Sen. Joe Lieberman sat between his Democratic and Republican rivals in Monday’s final Connecticut Senate debate — and got it from both sides as well as from hecklers.
The three-term senator, who has a 17-point lead in the latest statewide poll, struck back at Democratic challenger Ned Lamont, who has assailed him as a career politician desperate to hang onto his seat and one beholden to powerful Washington special interests.
“You constantly distort and, frankly, just tell lies,” Lieberman, who ran as an independent after losing the Democratic primary to Lamont, said at the Garde Arts Center New London. “No matter how many millions of his own family’s money Ned Lamont spends, the polls show the people of Connecticut are not buying it. They can’t be bought.”
Lamont, a wealthy cable TV executive who has poured $12.7 million of his own fortune into his campaign, bristled.
“Senator Lieberman just called me a liar and he made a lot of outrageous accusations,” Lamont replied. “Senator, everything we’re talking about is your record, and you can’t run from your record.”
Iraq support questioned
Hecklers interrupted the debate at times, and some chanted “Lieberman Protects Cheney.” They were escorted from the theater.
An exasperated Lieberman, a particular target for outbursts from the audience, scolded the hecklers. “C’mon,” he said, “let’s let the candidates talk.”
Lieberman’s support for the war in Iraq drew criticism from Lamont and Republican candidate Alan Schlesinger.
“Joe Lieberman and George Bush’s stay-the-course strategy, that’s the recipe for failure,” Lamont said.
Lieberman warned that Lamont’s support for a deadline for U.S. troop withdrawals would be disastrous.
“Your answer is to give up on Iraq,” Lieberman said. “Your plan is a recipe for retreat and disaster.”
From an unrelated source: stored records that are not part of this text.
//! Cooperative cancellation
//!
//! One token is created per top-level invocation and cloned into every
//! in-flight job; cancelling it reaches every watch loop. Cancellation of
//! one job never cancels its siblings; only the shared token does.

use std::sync::Arc;

use tokio::sync::watch;

/// A clonable cancellation signal
///
/// All clones observe the same state; `cancel` is sticky and idempotent.
#[derive(Debug, Clone)]
pub struct CancellationToken {
    sender: Arc<watch::Sender<bool>>,
}

impl CancellationToken {
    /// Creates a fresh, uncancelled token
    pub fn new() -> Self {
        let (sender, _) = watch::channel(false);
        Self {
            sender: Arc::new(sender),
        }
    }

    /// Signals cancellation to every clone of this token
    pub fn cancel(&self) {
        let _ = self.sender.send(true);
    }

    /// Whether cancellation has been signalled
    pub fn is_cancelled(&self) -> bool {
        *self.sender.borrow()
    }

    /// Resolves once cancellation is signalled.
    ///
    /// Resolves immediately if the token was already cancelled.
    pub async fn cancelled(&self) {
        let mut receiver = self.sender.subscribe();
        loop {
            if *receiver.borrow() {
                return;
            }
            if receiver.changed().await.is_err() {
                // Sender kept alive by self; unreachable in practice.
                std::future::pending::<()>().await;
            }
        }
    }
}

impl Default for CancellationToken {
    fn default() -> Self {
        Self::new()
    }
}

#[cfg(test)]
mod tests {
    use super::*;
    use std::time::Duration;

    #[tokio::test]
    async fn test_cancel_reaches_clones() {
        let token = CancellationToken::new();
        let clone = token.clone();
        assert!(!clone.is_cancelled());

        let waiter = tokio::spawn(async move { clone.cancelled().await });
        tokio::time::sleep(Duration::from_millis(5)).await;
        token.cancel();
        waiter.await.unwrap();
        assert!(token.is_cancelled());
    }

    #[tokio::test]
    async fn test_cancelled_resolves_immediately_after_cancel() {
        let token = CancellationToken::new();
        token.cancel();
        token.cancelled().await;
    }
}
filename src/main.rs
use std::path::PathBuf;
use std::sync::Arc;

use anyhow::{bail, Result};
use clap::Parser;
use tracing_subscriber::{layer::SubscriberExt, util::SubscriberInitExt};

use vidshelf::config::{load_config, Config, ROUTE_PREFIX};
use vidshelf::server;

#[derive(Parser)]
#[command(
    name = "vidshelf",
    version,
    about = "Personal media directory browser with watch-state sync"
)]
struct Cli {
    /// Config file (TOML). Optional when --media-root is given.
    #[arg(long, default_value = "vidshelf.toml")]
    config: PathBuf,

    /// Listen address, e.g. 0.0.0.0:8325 (overrides the config file)
    #[arg(long)]
    listen: Option<String>,

    /// Media tree to serve (overrides the config file)
    #[arg(long)]
    media_root: Option<PathBuf>,
}

#[tokio::main]
async fn main() -> Result<()> {
    tracing_subscriber::registry()
        .with(tracing_subscriber::EnvFilter::new(
            std::env::var("RUST_LOG").unwrap_or_else(|_| "vidshelf=info".into()),
        ))
        .with(tracing_subscriber::fmt::layer())
        .init();

    let cli = Cli::parse();

    let mut config = if cli.config.exists() {
        load_config(&cli.config)?
    } else if let Some(root) = cli.media_root.clone() {
        Config::with_root(root)
    } else {
        bail!(
            "no config file at {} and no --media-root given",
            cli.config.display()
        );
    };
    if let Some(root) = cli.media_root {
        config.media_root = root;
    }
    if let Some(listen) = cli.listen {
        config.listen = Some(listen);
    }
    if !config.media_root.is_dir() {
        bail!(
            "media_root {} is not a directory",
            config.media_root.display()
        );
    }

    let addr = config.listen_addr()?;
    let app = server::router(Arc::new(config));

    let listener = tokio::net::TcpListener::bind(addr).await?;
    tracing::info!("listening on http://{addr}{ROUTE_PREFIX}");
    axum::serve(listener, app).await?;
    Ok(())
}
pub mod config;
pub mod data;
pub mod error;
pub mod model;
pub mod render;
pub mod server;
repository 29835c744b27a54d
pub mod entry;
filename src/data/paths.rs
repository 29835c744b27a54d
use std::path::{Component, Path, PathBuf};

use crate::error::{Error, Result};

/// Join a client-supplied relative path onto `root`, refusing anything that
/// could step outside it. Pure path arithmetic; the caller does the stat.
///
/// `..`, rooted, and drive-prefixed components are rejected outright rather
/// than normalized away, so no sequence of segments can escape regardless of
/// depth. `.` and empty segments are skipped.
pub fn resolve(root: &Path, relative: &str) -> Result<PathBuf> {
    let mut out = root.to_path_buf();
    for component in Path::new(relative).components() {
        match component {
            Component::Normal(segment) => out.push(segment),
            Component::CurDir => {}
            Component::ParentDir | Component::RootDir | Component::Prefix(_) => {
                return Err(Error::PathTraversal)
            }
        }
    }
    Ok(out)
}

/// Normalize a request path to the display form used in views and links:
/// trailing-slash-terminated, no leading slash, "" for the root.
pub fn normalize_request_path(raw: &str) -> String {
    let trimmed = raw.trim_matches('/');
    if trimmed.is_empty() {
        String::new()
    } else {
        format!("{trimmed}/")
    }
}

const TOKEN_MAX_LEN: usize = 128;

/// Sync tokens double as watch-state file names, so they must be strict
/// filesystem-safe components before any path join.
pub fn validate_token(token: &str) -> Result<&str> {
    let ok = !token.is_empty()
        && token.len() <= TOKEN_MAX_LEN
        && token
            .chars()
            .all(|c| c.is_ascii_alphanumeric() || c == '-' || c == '_');
    if ok {
        Ok(token)
    } else {
        Err(Error::InvalidToken)
    }
}

#[cfg(test)]
mod tests {
    use super::*;

    #[test]
    fn resolve_joins_plain_segments() {
        let out = resolve(Path::new("/srv/media"), "movies/a.mp4").unwrap();
        assert_eq!(out, PathBuf::from("/srv/media/movies/a.mp4"));
    }

    #[test]
    fn resolve_skips_dot_and_empty_segments() {
        let out = resolve(Path::new("/srv/media"), "./movies//./a.mp4").unwrap();
        assert_eq!(out, PathBuf::from("/srv/media/movies/a.mp4"));
    }

    #[test]
    fn resolve_rejects_parent_components_at_any_depth() {
        let root = Path::new("/srv/media");
        for bad in [
            "../etc/passwd",
            "../../etc/passwd",
            "movies/../../etc/passwd",
            "movies/../../../../../../etc/passwd",
            "..",
        ] {
            assert!(matches!(resolve(root, bad), Err(Error::PathTraversal)), "{bad}");
        }
    }

    #[test]
    fn resolve_rejects_absolute_paths() {
        assert!(matches!(
            resolve(Path::new("/srv/media"), "/etc/passwd"),
            Err(Error::PathTraversal)
        ));
    }

    #[test]
    fn request_path_normalization() {
        assert_eq!(normalize_request_path(""), "");
        assert_eq!(normalize_request_path("/"), "");
        assert_eq!(normalize_request_path("movies"), "movies/");
        assert_eq!(normalize_request_path("/movies/series/"), "movies/series/");
    }

    #[test]
    fn token_validation() {
        assert!(validate_token("abc-123_DEF").is_ok());
        assert!(validate_token("").is_err());
        assert!(validate_token("../sneaky").is_err());
        assert!(validate_token("a/b").is_err());
        assert!(validate_token("a b").is_err());
        assert!(validate_token(&"x".repeat(129)).is_err());
    }
}
use std::time::SystemTime;

/// Priority extensions: readable text files promoted to the top of a listing.
pub const PRIORITY_EXTS: [&str; 3] = [".nfo", ".md", ".txt"];

#[derive(Debug, Clone, Copy, PartialEq, Eq)]
pub enum EntryKind {
    Directory,
    Video,
    TextAsset,
    Other,
}

/// One classified child of a listed directory. Kind is derived once from the
/// directory bit and the extension; nothing re-stats after classification.
#[derive(Debug, Clone)]
pub struct Entry {
    /// Final path segment, as stored on disk.
    pub name: String,
    /// Lower-cased extension including the dot, or empty.
    pub extension: String,
    pub kind: EntryKind,
    /// Raw byte count; 0 for directories.
    pub size: u64,
    pub modified: SystemTime,
}

impl Entry {
    pub fn is_dir(&self) -> bool {
        self.kind == EntryKind::Directory
    }

    pub fn is_priority(&self) -> bool {
        !self.is_dir() && PRIORITY_EXTS.contains(&self.extension.as_str())
    }
}

/// The rendered-ready result of listing one directory.
#[derive(Debug)]
pub struct DirectoryView {
    /// Filtered and sorted children.
    pub entries: Vec<Entry>,
    /// Rendered markup from a same-directory readme.md, which never appears
    /// in `entries`.
    pub readme: Option<String>,
    /// Normalized relative path, trailing-slash-terminated; "" is the root.
    pub request_path: String,
}

/// Output of rendering a single text-like asset.
#[derive(Debug)]
pub enum RenderedContent {
    /// Sanitized HTML; the view inserts it verbatim.
    Markup(String),
    /// Literal text; the view escapes it and wraps it in a pre block.
    Preformatted(String),
}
Lamont’s primary upset of Lieberman last August was fueled primarily by his strong anti-war views. Lieberman reiterated Monday night that if re-elected he would still caucus with the Democrats.
“Not only am I a man of my word, it’s what I want to do,” Lieberman said.
'Masquerading as a Republican'
Schlesinger has tried to use the debates to climb out of the single digits in the polls. Lieberman and Schlesinger are vying for Republican support, so any Schlesinger gains could come at Lieberman’s expense.
Schlesinger accused Lieberman of trying to mask his liberal record to win GOP votes.
“In the spirit of Halloween, we have a U.S. senator here who’s masquerading as a Republican,” said Schlesinger, the former mayor of Derby.
Schlesinger also chided Lieberman on health care, accusing him of avoiding the truth about how the massive generation of baby boomers needing health care in coming years will overwhelm the nation’s medical system.
“For 18 years, our senator has not been straight with you,” Schlesinger said.